Where’s the Value?
I’ve noticed an alarming trend recently:
You’ve picked an industry. You want a website. But you have no meaningful value to add.
Problem 1: The Same Old Concept.
The obvious signs of no-added-value sites appear when the site gets specced out:
Developer: “What should we do about X?”
Client: “Copy successful site Y.”
Repeat 40 times, and I wonder if he has any real plans. Copying a working model makes sense, especially when trying to make a site usable, or as a resolution for vague specs. Why invent the basic behavior of a shopping cart when Amazon and Newegg wrote the book on them already?
However, when the entire summary of your site is a competitor’s with a new header, did you give anyone– Google or a person– a reason to show up?
Problem 2: The Same Offers.
Even with no fresh thoughts on design, a good site can do good business. In such a world, you’re making the website’s mechanism a sideshow, not the main draw. For many areas– consumer commerce, for example, such a minor weight can be a fair goal. Nobody goes to a store for the unique way you shop, but a familiar process will help to keep focus on the special products and offers which make the page appealing.

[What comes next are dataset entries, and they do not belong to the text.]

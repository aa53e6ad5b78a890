//! Dropfront storefront binary.

use dropfront::mint::RpcSubmitter;
use dropfront::queries::SnapshotQueries;
use dropfront::rpc::RpcClient;
use dropfront::{create_router, AppState, Config};
use std::sync::Arc;
use std::time::Duration;
use tokio_util::sync::CancellationToken;
use tracing::{error, info, warn};
use tracing_subscriber::{layer::SubscriberExt, util::SubscriberInitExt};

#[tokio::main]
async fn main() -> Result<(), Box<dyn std::error::Error>> {
    tracing_subscriber::registry()
        .with(tracing_subscriber::EnvFilter::new(
            std::env::var("RUST_LOG").unwrap_or_else(|_| "info".into()),
        ))
        .with(tracing_subscriber::fmt::layer())
        .init();

    info!("Starting Dropfront");

    let config: Config = config::Config::builder()
        .add_source(config::File::with_name("dropfront").required(false))
        .add_source(config::Environment::with_prefix("DROPFRONT"))
        .build()
        .and_then(|c| c.try_deserialize())
        .unwrap_or_else(|e| {
            // Fall back only when no config exists; parsing errors fail hard.
            let err_str = format!("{e}");
            if err_str.contains("not found") || err_str.contains("missing field") {
                warn!(error = %e, "No config file found, using defaults");
                Config::default()
            } else {
                error!(error = %e, "FATAL: Config error, fix env vars or dropfront.toml");
                std::process::exit(1);
            }
        });

    if config.default_contract.is_none() {
        warn!("No default contract; page requests must carry ?contract=");
    }
    info!(
        rpc = %config.rpc_url,
        mint_contract = %config.mint_contract,
        snapshot = %config.snapshot_path,
        "Configuration loaded"
    );

    let rpc = Arc::new(RpcClient::new(&config.rpc_url, &config.fallback_rpc_url));
    let queries = Arc::new(SnapshotQueries::new(
        config.snapshot_path.clone().into(),
        Arc::clone(&rpc),
    ));
    let submitter = Arc::new(RpcSubmitter::new(
        Arc::clone(&rpc),
        Duration::from_secs(config.receipt_timeout_secs),
    ));

    let bind_address = config.bind_address.clone();
    let state = Arc::new(AppState::new(config, rpc, queries, submitter)?);

    let cancel = CancellationToken::new();
    let poller = tokio::spawn(
        Arc::clone(&state.cache).run_poller(Arc::clone(&state.queries), cancel.clone()),
    );

    let app = create_router(Arc::clone(&state));

    info!(address = %bind_address, "Listening");

    let listener = tokio::net::TcpListener::bind(&bind_address).await?;

    axum::serve(listener, app)
        .with_graceful_shutdown(shutdown_signal())
        .await?;

    info!("HTTP server stopped, stopping read poller...");
    cancel.cancel();
    if let Err(e) = poller.await {
        error!(error = %e, "Read poller task failed");
    }

    info!("Dropfront shut down gracefully");
    Ok(())
}

async fn shutdown_signal() {
    let ctrl_c = async {
        if let Err(e) = tokio::signal::ctrl_c().await {
            error!(error = %e, "Failed to listen for Ctrl+C");
            std::future::pending::<()>().await;
        }
    };

    #[cfg(unix)]
    let terminate = async {
        match tokio::signal::unix::signal(tokio::signal::unix::SignalKind::terminate()) {
            Ok(mut signal) => {
                signal.recv().await;
            }
            Err(e) => {
                error!(error = %e, "Failed to install SIGTERM handler");
                std::future::pending::<()>().await;
            }
        }
    };

    #[cfg(not(unix))]
    let terminate = std::future::pending::<()>();

    tokio::select! {
        _ = ctrl_c => info!("Received SIGINT, shutting down..."),
        _ = terminate => info!("Received SIGTERM, shutting down..."),
    }
}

However, when you’re drawing primarily on the site’s offers, you really need a big pull. A lot of “I’m in the X business” people run dry here. Many small sellers are enamored with drop shipped goods, for example. While it gets you moving in a hurry and cheaply, all your wares are sold by a hundred other firms. All you can do is under-sell everyone else.

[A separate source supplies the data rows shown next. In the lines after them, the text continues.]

//! In-memory query source and submitter for exercising the storefront
//! without a node. Enabled for unit tests and by the `testing` feature.

use crate::mint::{MintCall, MintSubmitter, SubmitError};
use crate::page::parse_address;
use crate::queries::{now_secs, ContractSnapshot, DropQueries};
use alloy_primitives::{Address, U256};
use dropfront_types::{
    ClaimCondition, ClaimerProof, ContractMetadata, CurrencyMetadata, IneligibilityReason,
};
use std::sync::atomic::{AtomicBool, Ordering};
use std::sync::{Mutex, MutexGuard};

pub const DROP: &str = "0x5f8eD33d9eC6B28DAafa9A1f9faDff3D9f94e5fB";
pub const ALICE: &str = "0x00000000000000000000000000000000000a11ce";
pub const BOB: &str = "0x0000000000000000000000000000000000000b0b";

/// Parse one of the fixture addresses above.
pub fn addr(raw: &str) -> Address {
    parse_address(raw).unwrap_or_default()
}

fn lock<T>(mutex: &Mutex<T>) -> MutexGuard<'_, T> {
    mutex.lock().unwrap_or_else(|e| e.into_inner())
}

pub fn condition(price_wei: &str, available: &str, start_time: u64) -> ClaimCondition {
    ClaimCondition {
        currency_metadata: CurrencyMetadata {
            value: price_wei.into(),
            decimals: Some(18),
            symbol: "ETH".into(),
        },
        max_claimable_supply: "1998".into(),
        max_claimable_per_wallet: "10".into(),
        available_supply: available.into(),
        start_time,
    }
}

/// Public phase at 0.0505 ETH with 1000 of 1998 left.
pub fn public_sale() -> ContractSnapshot {
    ContractSnapshot {
        metadata: ContractMetadata {
            name: "Crypto Homies Genesis".into(),
            description: Some("Genesis collection".into()),
            image: None,
        },
        claim_conditions: vec![condition("50500000000000000", "1000", 0)],
        claimed_supply: "998".into(),
        unclaimed_supply: "1000".into(),
        ..ContractSnapshot::default()
    }
}

/// Query source serving a mutable snapshot. `totalSupply()` starts at 1998.
pub struct FixtureQueries {
    pub snapshot: Mutex<ContractSnapshot>,
    pub total_supply: Mutex<U256>,
    /// Every read fails while set.
    pub offline: AtomicBool,
}

impl FixtureQueries {
    pub fn new(snapshot: ContractSnapshot) -> Self {
        Self {
            snapshot: Mutex::new(snapshot),
            total_supply: Mutex::new(U256::from(1998u64)),
            offline: AtomicBool::new(false),
        }
    }

    pub fn set_total_supply(&self, value: u64) {
        *lock(&self.total_supply) = U256::from(value);
    }

    fn read(&self) -> Result<ContractSnapshot, crate::Error> {
        if self.offline.load(Ordering::Relaxed) {
            return Err(crate::Error::Rpc("node unreachable".into()));
        }
        Ok(lock(&self.snapshot).clone())
    }
}

impl DropQueries for FixtureQueries {
    async fn claim_conditions(&self, _: Address) -> Result<Vec<ClaimCondition>, crate::Error> {
        Ok(self.read()?.claim_conditions)
    }

    async fn active_claim_condition(
        &self,
        _: Address,
        wallet: Option<Address>,
    ) -> Result<ClaimCondition, crate::Error> {
        self.read()?
            .active_for_wallet(now_secs(), wallet)
            .ok_or_else(|| crate::Error::Query("No active claim condition".into()))
    }

    async fn claimer_proofs(
        &self,
        _: Address,
        wallet: Address,
    ) -> Result<Option<ClaimerProof>, crate::Error> {
        Ok(self.read()?.proof_for(wallet).cloned())
    }

    async fn claim_ineligibility_reasons(
        &self,
        _: Address,
        wallet: Option<Address>,
        quantity: u32,
    ) -> Result<Vec<IneligibilityReason>, crate::Error> {
        Ok(self.read()?.static_ineligibility(now_secs(), wallet, quantity))
    }

    async fn unclaimed_supply(&self, _: Address) -> Result<U256, crate::Error> {
        Ok(self.read()?.unclaimed_supply.parse().unwrap_or_default())
    }

    async fn claimed_supply(&self, _: Address) -> Result<U256, crate::Error> {
        Ok(self.read()?.claimed_supply.parse().unwrap_or_default())
    }

    async fn total_supply(&self, _: Address) -> Result<U256, crate::Error> {
        self.read()?;
        Ok(*lock(&self.total_supply))
    }

    async fn contract_metadata(&self, _: Address) -> Result<ContractMetadata, crate::Error> {
        Ok(self.read()?.metadata)
    }
}

/// Submitter that records calls and replies with a fixed result.
pub struct FixtureSubmitter {
    pub result: Result<String, SubmitError>,
    pub calls: Mutex<Vec<MintCall>>,
}

impl FixtureSubmitter {
    pub fn ok(tx_hash: &str) -> Self {
        Self::with(Ok(tx_hash.into()))
    }

    pub fn with(result: Result<String, SubmitError>) -> Self {
        Self {
            result,
            calls: Mutex::new(Vec::new()),
        }
    }

    pub fn calls(&self) -> Vec<MintCall> {
        lock(&self.calls).clone()
    }
}

impl MintSubmitter for FixtureSubmitter {
    async fn submit(&self, call: &MintCall) -> Result<String, SubmitError> {
        lock(&self.calls).push(call.clone());
        self.result.clone()
    }
}
//! Shared types and pure mint-eligibility logic for the Dropfront storefront.
//! No networking or runtime dependency, so the service and tests share it.

mod claim;
mod eligibility;
mod notify;
mod read;
mod revert;
pub mod units;

pub use claim::{
    parse_ineligibility, ClaimCondition, ClaimerProof, ContractMetadata, CurrencyMetadata,
    IneligibilityReason, DEFAULT_DECIMALS,
};
pub use eligibility::{
    format_price, DropState, MintRequest, QuantityError, LABEL_CHECKING, LABEL_SOLD_OUT,
    LABEL_UNAVAILABLE, MAX_QUANTITY, UNLIMITED,
};
pub use notify::{Notification, Variant, DEFAULT_DURATION_MS};
pub use read::ReadState;
pub use revert::{RevertEntry, RevertKind, RevertTable};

Another weak offer: selling leads off to a third-party company. You lose control of prices and selections available, and your informational offers are usually narrow. It’s not possible to do instant quotes, for example, when the third-party may not honor your price. With such problems, there’s nothing about your offer more compelling than a direct visit to the third party.

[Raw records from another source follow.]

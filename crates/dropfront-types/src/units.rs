//! Lenient integer parsing and decimal formatting for on-chain amounts.

use alloy_primitives::U256;

/// Largest decimal count whose scale factor fits in a `U256`.
pub const MAX_DECIMALS: u8 = 77;

/// Errors from amount parsing/formatting.
#[derive(Debug, Clone, PartialEq, Eq)]
pub enum UnitsError {
    Empty,
    Invalid(String),
    TooManyDecimals(u8),
    Overflow,
}

impl std::fmt::Display for UnitsError {
    fn fmt(&self, f: &mut std::fmt::Formatter<'_>) -> std::fmt::Result {
        match self {
            Self::Empty => write!(f, "empty amount"),
            Self::Invalid(raw) => write!(f, "invalid amount: {raw}"),
            Self::TooManyDecimals(d) => write!(f, "too many decimals: {d}"),
            Self::Overflow => write!(f, "amount overflows 256 bits"),
        }
    }
}

impl std::error::Error for UnitsError {}

/// Parse an unsigned on-chain integer, decimal or `0x`-prefixed hex.
pub fn parse_u256(raw: &str) -> Result<U256, UnitsError> {
    let s = raw.trim();
    if s.is_empty() {
        return Err(UnitsError::Empty);
    }
    let (digits, radix) = match s.strip_prefix("0x").or_else(|| s.strip_prefix("0X")) {
        Some(hex) => (hex, 16),
        None => (s, 10),
    };
    if digits.is_empty() || !digits.chars().all(|c| c.is_digit(radix as u32)) {
        return Err(UnitsError::Invalid(s.to_string()));
    }
    U256::from_str_radix(digits, radix).map_err(|_| UnitsError::Invalid(s.to_string()))
}

/// `10^decimals`.
pub fn scale(decimals: u8) -> Result<U256, UnitsError> {
    if decimals > MAX_DECIMALS {
        return Err(UnitsError::TooManyDecimals(decimals));
    }
    let ten = U256::from(10u64);
    let mut out = U256::from(1u64);
    for _ in 0..decimals {
        out = out.checked_mul(ten).ok_or(UnitsError::Overflow)?;
    }
    Ok(out)
}

/// Render a base-unit amount as a decimal string.
///
/// Trailing fractional zeros are trimmed but one fractional digit is always
/// kept (`1000000000000000000` at 18 decimals is `"1.0"`). Zero decimals
/// renders the bare integer.
pub fn format_units(value: U256, decimals: u8) -> Result<String, UnitsError> {
    if decimals == 0 {
        return Ok(value.to_string());
    }
    let factor = scale(decimals)?;
    let whole = value / factor;
    let fraction = (value % factor).to_string();
    let padded = format!("{fraction:0>width$}", width = decimals as usize);
    let trimmed = padded.trim_end_matches('0');
    let fraction = if trimmed.is_empty() { "0" } else { trimmed };
    Ok(format!("{whole}.{fraction}"))
}

/// Parse a decimal amount (`"0.101"`) into base units.
pub fn parse_units(amount: &str, decimals: u8) -> Result<U256, UnitsError> {
    let s = amount.trim();
    if s.is_empty() {
        return Err(UnitsError::Empty);
    }
    let (whole, fraction) = s.split_once('.').unwrap_or((s, ""));
    if fraction.len() > decimals as usize {
        return Err(UnitsError::TooManyDecimals(decimals));
    }
    let is_digits = |part: &str| part.chars().all(|c| c.is_ascii_digit());
    if (whole.is_empty() && fraction.is_empty()) || !is_digits(whole) || !is_digits(fraction) {
        return Err(UnitsError::Invalid(s.to_string()));
    }

    let factor = scale(decimals)?;
    let whole = if whole.is_empty() {
        U256::ZERO
    } else {
        U256::from_str_radix(whole, 10).map_err(|_| UnitsError::Invalid(s.to_string()))?
    };
    let padded = format!("{fraction:0<width$}", width = decimals as usize);
    let fraction = if padded.is_empty() {
        U256::ZERO
    } else {
        U256::from_str_radix(&padded, 10).map_err(|_| UnitsError::Invalid(s.to_string()))?
    };

    whole
        .checked_mul(factor)
        .and_then(|w| w.checked_add(fraction))
        .ok_or(UnitsError::Overflow)
}

/// Parse an ether-denominated amount into wei.
pub fn parse_ether(amount: &str) -> Result<U256, UnitsError> {
    parse_units(amount, 18)
}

Problem 3: No new information being packaged.
A big focus for many sites comes in selling corporate knowledge, not goods. Your value comes from combining and refining loose data. At first view, the site’s model is an easy sale: A single site replaces a hundred searches, or provides a wide presence for local brands in an industry lacking major ones.
However, the combiner site has a huge risk: selling. While the site looks good on paper, they collapse if a simple question cannot be answered: Why will people pay for a link on a major page instead of working for rankings on their own?
New combiners have the hardest time– as power varies with size. A listing showing 1 plumber in a town of 2,000,000? Nobody wants such a weak resource, either as a visitor or an advertiser.
Also hazardous is being second in the market. Now you have to answer “Why appear on your page, not the site who’s been online since 1997 and has PageRank 8?”
In sum, combiner-based models face a double version of “where’s added value?”– visitors and advertisers are both asking.
Web success goes beyond SEO and design and code. A billion-dollar SEO and design job will fail when your site’s plan includes no new value for Google or a user.